++++ DATA FOR PROCESSING
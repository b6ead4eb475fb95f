//! sync-collections: generic, thread-safe collection primitives built on
//! whole-structure reader/writer locking.
//!
//! Internal Design:
//!
//! Summary
//! - Goal: small, obviously-correct concurrent containers where every
//!   operation is linearized by one lock acquisition, so each structure
//!   can be reasoned about as if it were single-threaded.
//! - Components:
//!   - SortedMap<K, V>: key-ordered map over two parallel `Vec`s kept in
//!     strict index correspondence; binary search for lookup, ordered
//!     shift-insert/remove for mutation.
//!   - SyncList<T>: doubly-linked sequence with O(1) push/pop at both
//!     ends, insertion order only.
//!   - SyncDeque<T>: same surface as SyncList over a ring buffer.
//!   - Semaphore: counting semaphore modeled as a fixed-capacity blocking
//!     slot pool, with caller-visible cancellation.
//!
//! Constraints
//! - One `parking_lot::RwLock` per container, held for the whole operation
//!   (search plus shift), so no partially mutated state is observable.
//! - Snapshot-on-read: `keys()`/`values()`/`to_vec()` return independent
//!   copies, never borrows into locked storage.
//! - Absence is an explicit `Option::None`/`bool`, never a sentinel value;
//!   the only error type is the semaphore's cancellation.
//! - SortedMap trades O(n) insert/remove for O(log n) lookup and a flat
//!   representation; suited to read-heavy, modest-size workloads.
//!
//! Why this split?
//! - SortedMap is the only component with a non-trivial cross-mutation
//!   invariant (global key order over parallel vectors); keeping the
//!   others on std containers localizes the interesting code.
//! - The semaphore is a concurrency primitive, not a container; it shares
//!   only the "explicit outcome, no sentinel" contract.
//!
//! Notes and non-goals
//! - No range queries, cursors, persistence, or balancing in SortedMap;
//!   it is a sorted flat array, not a tree.
//! - No lock-free or lock-striped variants; that would change the
//!   consistency model callers can assume.
//! - Lock acquisition is unconditional and blocking; no timeouts.

mod deque;
mod list;
mod semaphore;
mod sorted_map;
mod sorted_map_proptest;

// Public surface
pub use deque::SyncDeque;
pub use list::SyncList;
pub use semaphore::{AcquireError, Semaphore};
pub use sorted_map::SortedMap;
#![cfg(test)]

// Property tests for SortedMap kept inside the crate so they can assert the
// internal invariants (sorted keys, parallel-vec alignment) after every
// operation, not just the public contract.

use crate::sorted_map::SortedMap;
use proptest::prelude::*;
use std::collections::BTreeMap;

// Pool-indexed operations to improve shrinking: indices shrink to earlier
// keys, pool length shrinks, and op lists shrink in length.
#[derive(Clone, Debug)]
enum Op {
    Set(usize, i64),
    Get(usize),
    Remove(usize),
    Contains(usize),
    Clear,
}

fn op_strategy(pool: usize) -> impl Strategy<Value = Op> {
    prop_oneof![
        4 => (0..pool, any::<i64>()).prop_map(|(i, v)| Op::Set(i, v)),
        2 => (0..pool).prop_map(Op::Get),
        2 => (0..pool).prop_map(Op::Remove),
        1 => (0..pool).prop_map(Op::Contains),
        1 => Just(Op::Clear),
    ]
}

fn check_invariants(m: &SortedMap<String, i64>, model: &BTreeMap<String, i64>) {
    let keys = m.keys();
    let values = m.values();

    // I1/I3: strictly ascending, so no duplicates either.
    assert!(keys.windows(2).all(|w| w[0] < w[1]), "keys not strictly ascending");
    // I2/I4: same length, index-aligned.
    assert_eq!(keys.len(), values.len());
    for (k, v) in keys.iter().zip(values.iter()) {
        assert_eq!(m.get(k.as_str()), Some(*v));
    }

    // Contents match the model exactly.
    let expected: Vec<(&String, &i64)> = model.iter().collect();
    let actual: Vec<(&String, &i64)> = keys.iter().zip(values.iter()).collect();
    assert_eq!(actual, expected);
    assert_eq!(m.len(), model.len());
    assert_eq!(m.is_empty(), model.is_empty());
}

proptest! {
    // Random op sequences against a BTreeMap model. After every op the map
    // must agree with the model and hold its ordering invariants.
    #[test]
    fn prop_matches_btreemap_model(
        pool in 1usize..=12,
        ops in proptest::collection::vec(op_strategy(12), 1..200),
    ) {
        let m: SortedMap<String, i64> = SortedMap::new();
        let mut model: BTreeMap<String, i64> = BTreeMap::new();

        for op in ops {
            match op {
                Op::Set(i, v) => {
                    let k = format!("k{:02}", i % pool);
                    let prev = m.set(k.clone(), v);
                    prop_assert_eq!(prev, model.insert(k, v));
                }
                Op::Get(i) => {
                    let k = format!("k{:02}", i % pool);
                    prop_assert_eq!(m.get(k.as_str()), model.get(&k).copied());
                }
                Op::Remove(i) => {
                    let k = format!("k{:02}", i % pool);
                    prop_assert_eq!(m.remove(k.as_str()), model.remove(&k));
                }
                Op::Contains(i) => {
                    let k = format!("k{:02}", i % pool);
                    prop_assert_eq!(m.contains_key(k.as_str()), model.contains_key(&k));
                }
                Op::Clear => {
                    m.clear();
                    model.clear();
                }
            }
            check_invariants(&m, &model);
        }
    }

    // Insert-then-remove of a fresh key restores the prior snapshots exactly,
    // for arbitrary starting contents and probe keys.
    #[test]
    fn prop_insert_remove_round_trip(
        seed in proptest::collection::btree_map(0i64..1000, any::<i64>(), 0..32),
        probe in 0i64..1000,
    ) {
        let m: SortedMap<i64, i64> = seed.iter().map(|(k, v)| (*k, *v)).collect();
        prop_assume!(!seed.contains_key(&probe));

        let keys_before = m.keys();
        let values_before = m.values();

        m.set(probe, -1);
        prop_assert_eq!(m.len(), seed.len() + 1);
        prop_assert_eq!(m.remove(&probe), Some(-1));

        prop_assert_eq!(m.keys(), keys_before);
        prop_assert_eq!(m.values(), values_before);
    }
}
++++++++
#### [WORK ITEM]
An exact transcription of all the entries is needed.

#### [ANSWER SPACE]
repository b6ead4eb475fb95f
//! sync-collections: generic, thread-safe collection primitives built on
//! whole-structure reader/writer locking.
//!
//! Internal Design:
//!
//! Summary
//! - Goal: small, obviously-correct concurrent containers where every
//!   operation is linearized by one lock acquisition, so each structure
//!   can be reasoned about as if it were single-threaded.
//! - Components:
//!   - SortedMap<K, V>: key-ordered map over two parallel `Vec`s kept in
//!     strict index correspondence; binary search for lookup, ordered
//!     shift-insert/remove for mutation.
//!   - SyncList<T>: doubly-linked sequence with O(1) push/pop at both
//!     ends, insertion order only.
//!   - SyncDeque<T>: same surface as SyncList over a ring buffer.
//!   - Semaphore: counting semaphore modeled as a fixed-capacity blocking
//!     slot pool, with caller-visible cancellation.
//!
//! Constraints
//! - One `parking_lot::RwLock` per container, held for the whole operation
//!   (search plus shift), so no partially mutated state is observable.
//! - Snapshot-on-read: `keys()`/`values()`/`to_vec()` return independent
//!   copies, never borrows into locked storage.
//! - Absence is an explicit `Option::None`/`bool`, never a sentinel value;
//!   the only error type is the semaphore's cancellation.
//! - SortedMap trades O(n) insert/remove for O(log n) lookup and a flat
//!   representation; suited to read-heavy, modest-size workloads.
//!
//! Why this split?
//! - SortedMap is the only component with a non-trivial cross-mutation
//!   invariant (global key order over parallel vectors); keeping the
//!   others on std containers localizes the interesting code.
//! - The semaphore is a concurrency primitive, not a container; it shares
//!   only the "explicit outcome, no sentinel" contract.
//!
//! Notes and non-goals
//! - No range queries, cursors, persistence, or balancing in SortedMap;
//!   it is a sorted flat array, not a tree.
//! - No lock-free or lock-striped variants; that would change the
//!   consistency model callers can assume.
//! - Lock acquisition is unconditional and blocking; no timeouts.

mod deque;
mod list;
mod semaphore;
mod sorted_map;
mod sorted_map_proptest;

// Public surface
pub use deque::SyncDeque;
pub use list::SyncList;
pub use semaphore::{AcquireError, Semaphore};
pub use sorted_map::SortedMap;
#![cfg(test)]

// Property tests for SortedMap kept inside the crate so they can assert the
// internal invariants (sorted keys, parallel-vec alignment) after every
// operation, not just the public contract.

use crate::sorted_map::SortedMap;
use proptest::prelude::*;
use std::collections::BTreeMap;

// Pool-indexed operations to improve shrinking: indices shrink to earlier
// keys, pool length shrinks, and op lists shrink in length.
#[derive(Clone, Debug)]
enum Op {
    Set(usize, i64),
    Get(usize),
    Remove(usize),
    Contains(usize),
    Clear,
}

fn op_strategy(pool: usize) -> impl Strategy<Value = Op> {
    prop_oneof![
        4 => (0..pool, any::<i64>()).prop_map(|(i, v)| Op::Set(i, v)),
        2 => (0..pool).prop_map(Op::Get),
        2 => (0..pool).prop_map(Op::Remove),
        1 => (0..pool).prop_map(Op::Contains),
        1 => Just(Op::Clear),
    ]
}

fn check_invariants(m: &SortedMap<String, i64>, model: &BTreeMap<String, i64>) {
    let keys = m.keys();
    let values = m.values();

    // I1/I3: strictly ascending, so no duplicates either.
    assert!(keys.windows(2).all(|w| w[0] < w[1]), "keys not strictly ascending");
    // I2/I4: same length, index-aligned.
    assert_eq!(keys.len(), values.len());
    for (k, v) in keys.iter().zip(values.iter()) {
        assert_eq!(m.get(k.as_str()), Some(*v));
    }

    // Contents match the model exactly.
    let expected: Vec<(&String, &i64)> = model.iter().collect();
    let actual: Vec<(&String, &i64)> = keys.iter().zip(values.iter()).collect();
    assert_eq!(actual, expected);
    assert_eq!(m.len(), model.len());
    assert_eq!(m.is_empty(), model.is_empty());
}

proptest! {
    // Random op sequences against a BTreeMap model. After every op the map
    // must agree with the model and hold its ordering invariants.
    #[test]
    fn prop_matches_btreemap_model(
        pool in 1usize..=12,
        ops in proptest::collection::vec(op_strategy(12), 1..200),
    ) {
        let m: SortedMap<String, i64> = SortedMap::new();
        let mut model: BTreeMap<String, i64> = BTreeMap::new();

        for op in ops {
            match op {
                Op::Set(i, v) => {
                    let k = format!("k{:02}", i % pool);
                    let prev = m.set(k.clone(), v);
                    prop_assert_eq!(prev, model.insert(k, v));
                }
                Op::Get(i) => {
                    let k = format!("k{:02}", i % pool);
                    prop_assert_eq!(m.get(k.as_str()), model.get(&k).copied());
                }
                Op::Remove(i) => {
                    let k = format!("k{:02}", i % pool);
                    prop_assert_eq!(m.remove(k.as_str()), model.remove(&k));
                }
                Op::Contains(i) => {
                    let k = format!("k{:02}", i % pool);
                    prop_assert_eq!(m.contains_key(k.as_str()), model.contains_key(&k));
                }
                Op::Clear => {
                    m.clear();
                    model.clear();
                }
            }
            check_invariants(&m, &model);
        }
    }

    // Insert-then-remove of a fresh key restores the prior snapshots exactly,
    // for arbitrary starting contents and probe keys.
    #[test]
    fn prop_insert_remove_round_trip(
        seed in proptest::collection::btree_map(0i64..1000, any::<i64>(), 0..32),
        probe in 0i64..1000,
    ) {
        let m: SortedMap<i64, i64> = seed.iter().map(|(k, v)| (*k, *v)).collect();
        prop_assume!(!seed.contains_key(&probe));

        let keys_before = m.keys();
        let values_before = m.values();

        m.set(probe, -1);
        prop_assert_eq!(m.len(), seed.len() + 1);
        prop_assert_eq!(m.remove(&probe), Some(-1));

        prop_assert_eq!(m.keys(), keys_before);
        prop_assert_eq!(m.values(), values_before);
    }
}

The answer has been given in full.